> _Exercise_: What is needed here is an exact repetition of the records below, beginning at the line that has "vec![(FlowId::new(42), FlowRecord::default())]" and stopping after the line that has "let res = agg.collect(&Orphans);".

----- Extracted data

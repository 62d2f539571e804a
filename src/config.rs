//! Build-time constants and run configuration.

/// Total capacity of the shared buffer in bytes (1 GiB).
pub const BUFFER_BYTES: usize = 1 << 30;

/// Number of full sweeps each worker makes over its range.
pub const PASSES: usize = 20;

/// Elements handled per kernel step: four AVX2 vectors of four `u64` lanes.
pub const VECTOR_STEP: usize = 16;

/// Alignment of the shared buffer, as required by `_mm256_load_si256`.
pub const BUFFER_ALIGN: usize = 32;

/// Value every element holds before the workers start.
pub const FILL_VALUE: u64 = 1;

/// Lane value of the synthetic pattern stored at offset 0 of each step.
pub const PATTERN: u64 = 0xDEAD_BEEF;

/// Bytes credited to a worker per step: 4 loads + 4 stores of 4 lanes each.
pub const BYTES_PER_STEP: u64 = (std::mem::size_of::<u64>() * 32) as u64;

/// Parameters of a single benchmark run.
#[derive(Debug, Clone, Copy, PartialEq, Eq)]
pub struct BenchConfig {
    /// Capacity of the shared buffer in bytes.
    pub buffer_bytes: usize,
    /// Sweeps per worker.
    pub passes: usize,
    /// Number of workers, at least 1.
    pub thread_count: usize,
}

impl Default for BenchConfig {
    fn default() -> Self {
        Self {
            buffer_bytes: BUFFER_BYTES,
            passes: PASSES,
            thread_count: 1,
        }
    }
}

impl BenchConfig {
    /// Default configuration with the given thread count, clamped to 1.
    pub fn with_threads(thread_count: usize) -> Self {
        Self {
            thread_count: thread_count.max(1),
            ..Self::default()
        }
    }

    /// Number of `u64` elements in the shared buffer.
    #[inline]
    pub fn buffer_elements(&self) -> usize {
        self.buffer_bytes / std::mem::size_of::<u64>()
    }
}

/// Turns the raw thread-count input into a usable value.
///
/// Missing, unparsable and non-positive inputs all fall back to a single
/// thread with a warning; this never fails.
pub fn resolve_thread_count(raw: Option<&str>) -> usize {
    let Some(raw) = raw else {
        tracing::warn!("no thread count given, defaulting to 1");
        return 1;
    };

    match raw.trim().parse::<i64>() {
        Ok(n) if n >= 1 => match usize::try_from(n) {
            Ok(n) => n,
            Err(_) => {
                tracing::warn!(value = raw, "thread count does not fit in usize, defaulting to 1");
                1
            }
        },
        Ok(n) => {
            tracing::warn!(value = n, "thread count must be at least 1, defaulting to 1");
            1
        }
        Err(err) => {
            tracing::warn!(value = raw, error = %err, "invalid thread count, defaulting to 1");
            1
        }
    }
}
use std::net::Ipv4Addr;

use qosflow::{
    class::{AccessCategory, ClassTable, Tid},
    stats::{Aggregate, Aggregator},
    units::{Bytes, Microsecs, Nanosecs, Secs},
    Error, FiveTuple, FlowId, FlowMonitor, FlowRecord, Protocol, Scenario,
};

fn tuple(protocol: Protocol, src_host: u8, dst_port: u16) -> FiveTuple {
    FiveTuple::new(
        protocol,
        Ipv4Addr::new(192, 168, 1, src_host),
        49153,
        Ipv4Addr::new(192, 168, 1, 1),
        dst_port,
    )
}

fn record(rx_packets: u64, seed: u64) -> FlowRecord {
    FlowRecord {
        tx_bytes: Bytes::new(1470 * (rx_packets + seed)),
        rx_bytes: Bytes::new(1470 * rx_packets),
        tx_packets: rx_packets + seed,
        rx_packets,
        lost_packets: seed,
        delay_sum: Nanosecs::new(123_457 * rx_packets),
        jitter_sum: Nanosecs::new(7_001 * rx_packets.saturating_sub(1)),
        first_tx: Nanosecs::ZERO,
        last_rx: Secs::new(10).into_ns(),
    }
}

fn flows() -> Vec<(FlowId, FiveTuple, FlowRecord)> {
    vec![
        (FlowId::new(1), tuple(Protocol::Udp, 2, 1006), record(1000, 3)),
        (FlowId::new(2), tuple(Protocol::Udp, 2, 1005), record(850, 12)),
        (FlowId::new(3), tuple(Protocol::Udp, 3, 1000), record(0, 40)),
        (FlowId::new(4), tuple(Protocol::Tcp, 3, 1001), record(1, 0)),
        (FlowId::new(5), tuple(Protocol::Udp, 4, 1006), record(77, 1)),
        (FlowId::new(6), tuple(Protocol::Udp, 4, 1500), record(300, 9)),
    ]
}

fn monitor(flows: &[(FlowId, FiveTuple, FlowRecord)]) -> FlowMonitor {
    let mut monitor = FlowMonitor::new();
    for &(id, tuple, record) in flows {
        monitor.record(id, tuple, record);
    }
    monitor
}

#[test]
fn single_udp_flow() -> anyhow::Result<()> {
    let scenario = Scenario::builder().sim_time(Secs::new(10)).build();
    let flows = monitor(&[(
        FlowId::new(1),
        tuple(Protocol::Udp, 2, 1006),
        FlowRecord {
            tx_bytes: Bytes::new(1_470_000),
            rx_bytes: Bytes::new(1_470_000),
            tx_packets: 1000,
            rx_packets: 1000,
            delay_sum: Microsecs::new(50_000).into_ns(),
            jitter_sum: Microsecs::new(999).into_ns(),
            ..Default::default()
        },
    )]);
    let summary = qosflow::analyze(&scenario, &flows)?;

    let flow = &summary.flows[0];
    assert!((flow.metrics.throughput_mbps - 1.176).abs() < 1e-9);
    assert_eq!(flow.metrics.mean_delay_ms, Some(0.05));
    let jitter = flow.metrics.mean_jitter_ms.expect("1000 packets have jitter");
    assert!((jitter - 0.001).abs() < 1e-9);

    let voice = summary
        .class(AccessCategory::Voice)
        .expect("voice is reported");
    assert_eq!(voice.metrics, flow.metrics);
    assert_eq!(summary.total_metrics, flow.metrics);

    let mut out = Vec::new();
    qosflow::driver::report(&scenario, &flows, &mut out)?;
    let text = String::from_utf8(out)?;
    assert!(text.starts_with("Flow 1 (UDP 192.168.1.2/49153 --> 192.168.1.1/1006)\n"));
    assert!(text.contains("  Throughput:\t1.176 Mb/s\n  Mean delay:\t0.050 ms\n  Mean jitter:\t0.001 ms\n"));
    Ok(())
}

#[test]
fn order_does_not_matter() -> anyhow::Result<()> {
    let scenario = Scenario::default();
    let mut flows = flows();
    let reference = qosflow::analyze(&scenario, &monitor(&flows))?;

    for shift in 1..flows.len() {
        flows.rotate_left(1);
        let mut permuted = flows.clone();
        if shift % 2 == 0 {
            permuted.reverse();
        }
        let summary = qosflow::analyze(&scenario, &monitor(&permuted))?;
        assert_eq!(summary.total, reference.total);
        assert_eq!(summary.total_metrics, reference.total_metrics);
        for tid in Tid::all() {
            assert_eq!(summary.tid(tid), reference.tid(tid));
        }
        for (a, b) in summary.classes.iter().zip(reference.classes.iter()) {
            assert_eq!(a.category, b.category);
            assert_eq!(a.aggregate, b.aggregate);
            assert_eq!(a.metrics, b.metrics);
        }
    }
    Ok(())
}

#[test]
fn flows_land_in_their_class() -> anyhow::Result<()> {
    let summary = qosflow::analyze(&Scenario::default(), &monitor(&flows()))?;
    let nr_flows = |cat| {
        summary
            .class(cat)
            .map(|c| c.aggregate.nr_flows)
            .unwrap_or_default()
    };
    assert_eq!(nr_flows(AccessCategory::Voice), 2);
    assert_eq!(nr_flows(AccessCategory::Video), 1);
    assert_eq!(nr_flows(AccessCategory::BestEffort), 1);
    assert_eq!(nr_flows(AccessCategory::Background), 1);

    // Port 1500 only shows up in the total
    assert_eq!(summary.nr_unclassified(), 1);
    assert_eq!(summary.total.nr_flows, 6);
    let classified = Tid::all()
        .map(|tid| summary.tid(tid).rx_packets)
        .sum::<u64>();
    assert_eq!(summary.total.rx_packets, classified + 300);
    Ok(())
}

#[test]
fn total_is_sum_of_classes() -> anyhow::Result<()> {
    let flows = flows()
        .into_iter()
        .filter(|(_, t, _)| t.dst_port != 1500)
        .collect::<Vec<_>>();
    let summary = qosflow::analyze(&Scenario::default(), &monitor(&flows))?;
    let mut sum = Aggregate::default();
    for class in &summary.classes {
        sum.merge(&class.aggregate);
    }
    assert_eq!(sum, summary.total);
    Ok(())
}

#[test]
fn class_guards() -> anyhow::Result<()> {
    let summary = qosflow::analyze(&Scenario::default(), &monitor(&flows()))?;

    let be = summary
        .class(AccessCategory::BestEffort)
        .expect("best effort is reported");
    assert_eq!(be.metrics.throughput_mbps, 0.0);
    assert_eq!(be.metrics.mean_delay_ms, None);
    assert_eq!(be.metrics.mean_jitter_ms, None);

    let bk = summary
        .class(AccessCategory::Background)
        .expect("background is reported");
    assert!(bk.metrics.mean_delay_ms.is_some());
    assert_eq!(bk.metrics.mean_jitter_ms, None);
    Ok(())
}

#[test]
fn disabled_classes_are_still_reported() -> anyhow::Result<()> {
    let scenario = Scenario::builder().vo(false).vi(false).build();
    let summary = qosflow::analyze(&scenario, &monitor(&flows()))?;
    let reported = summary
        .classes
        .iter()
        .map(|c| c.category.tid().into_u8())
        .collect::<Vec<_>>();
    assert_eq!(reported, vec![0, 1, 5, 6]);
    assert_eq!(scenario.classes().enabled().count(), 2);
    Ok(())
}

#[test]
fn icmp_flow_is_fatal() {
    let mut flows = flows();
    flows.push((FlowId::new(9), tuple(Protocol::from(1), 5, 1000), record(5, 0)));
    let res = qosflow::analyze(&Scenario::default(), &monitor(&flows));
    assert!(matches!(
        res,
        Err(Error::UnsupportedProtocol { flow, protocol: 1 }) if flow == FlowId::new(9)
    ));

    let mut out = Vec::new();
    let res = qosflow::driver::report(&Scenario::default(), &monitor(&flows), &mut out);
    assert!(res.is_err());
    assert!(out.is_empty());
}

#[test]
fn aggregator_rejects_unknown_flow() {
    struct Orphans;

    impl qosflow::FlowRecordCollector for Orphans {
        fn flow_records(&self) -> Vec<(FlowId, FlowRecord)> {
            vec![(FlowId::new(42), FlowRecord::default())]
        }

        fn classify(&self, _: FlowId) -> Option<FiveTuple> {
            None
        }
    }

    let mut agg = Aggregator::new(Secs::new(1).into_us(), ClassTable::default());
    let res = agg.collect(&Orphans);
    assert!(matches!(res, Err(Error::UnknownFlow(id)) if id == FlowId::new(42)));
}
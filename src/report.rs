//! Plain-text rendering of a [`Summary`].
//!
//! Layout: one block per flow in collector order, one per reported class in TID order, then the
//! totals. Undefined metrics print as [`UNDEFINED`].

use std::{fmt, io};

use crate::{
    scenario::Scenario,
    stats::{Aggregate, Metrics, Summary},
};

pub const UNDEFINED: &str = "---";

const RULE: &str = "==================";

struct Ms(Option<f64>);

impl fmt::Display for Ms {
    fn fmt(&self, f: &mut fmt::Formatter<'_>) -> fmt::Result {
        match self.0 {
            Some(ms) => write!(f, "{ms:.3} ms"),
            None => f.write_str(UNDEFINED),
        }
    }
}

fn write_block<W: io::Write>(w: &mut W, agg: &Aggregate, metrics: &Metrics) -> io::Result<()> {
    writeln!(w, "  Tx bytes:\t{}", agg.tx_bytes)?;
    writeln!(w, "  Rx bytes:\t{}", agg.rx_bytes)?;
    writeln!(w, "  Tx packets:\t{}", agg.tx_packets)?;
    writeln!(w, "  Rx packets:\t{}", agg.rx_packets)?;
    writeln!(w, "  Lost packets:\t{}", agg.lost_packets)?;
    writeln!(w, "  Throughput:\t{:.3} Mb/s", metrics.throughput_mbps)?;
    writeln!(w, "  Mean delay:\t{}", Ms(metrics.mean_delay_ms))?;
    writeln!(w, "  Mean jitter:\t{}", Ms(metrics.mean_jitter_ms))
}

pub fn write_report<W: io::Write>(w: &mut W, summary: &Summary) -> io::Result<()> {
    for flow in &summary.flows {
        writeln!(w, "Flow {} ({})", flow.id, flow.tuple)?;
        write_block(w, &Aggregate::from(&flow.record), &flow.metrics)?;
    }
    for class in &summary.classes {
        writeln!(
            w,
            "{RULE} TID {} ({}) {RULE}",
            class.category.tid(),
            class.category.abbrev()
        )?;
        write_block(w, &class.aggregate, &class.metrics)?;
    }
    writeln!(w, "{RULE} Total {RULE}")?;
    write_block(w, &summary.total, &summary.total_metrics)
}

/// The banner printed before a run.
pub fn write_settings<W: io::Write>(w: &mut W, scenario: &Scenario) -> io::Result<()> {
    let enabled = scenario
        .classes()
        .enabled()
        .map(|c| c.category.abbrev())
        .collect::<Vec<_>>()
        .join(" ");
    writeln!(w, "Scenario settings:")?;
    writeln!(w, "- stations: 1 fast + {} slow", scenario.nr_stations)?;
    writeln!(w, "- packet size: {} B", scenario.packet_size)?;
    writeln!(w, "- simulation time: {} ms", scenario.sim_time)?;
    writeln!(w, "- analysis start: {} ms", scenario.calc_start)?;
    writeln!(w, "- placement: {} (radius {} m)", scenario.placement, scenario.radius)?;
    writeln!(w, "- RTS/CTS: {}", if scenario.rts_cts { "on" } else { "off" })?;
    writeln!(w, "- traffic classes: {enabled}")?;
    writeln!(w, "- offered load per class: {} Mb/s", scenario.offered_load)?;
    writeln!(w, "- seed: {}", scenario.seed)?;
    writeln!(w, "- MCS: {}", scenario.mcs)?;
    writeln!(w, "- channel width: {} MHz", scenario.channel_width)?;
    writeln!(w, "- guard interval: {} ns", scenario.guard_interval)?;
    writeln!(w, "- loss model: {}", scenario.loss_model)
}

----------

> _Response_:
            vec![(FlowId::new(42), FlowRecord::default())]
        }

        fn classify(&self, _: FlowId) -> Option<FiveTuple> {
            None
        }
    }

    let mut agg = Aggregator::new(Secs::new(1).into_us(), ClassTable::default());
    let res = agg.collect(&Orphans);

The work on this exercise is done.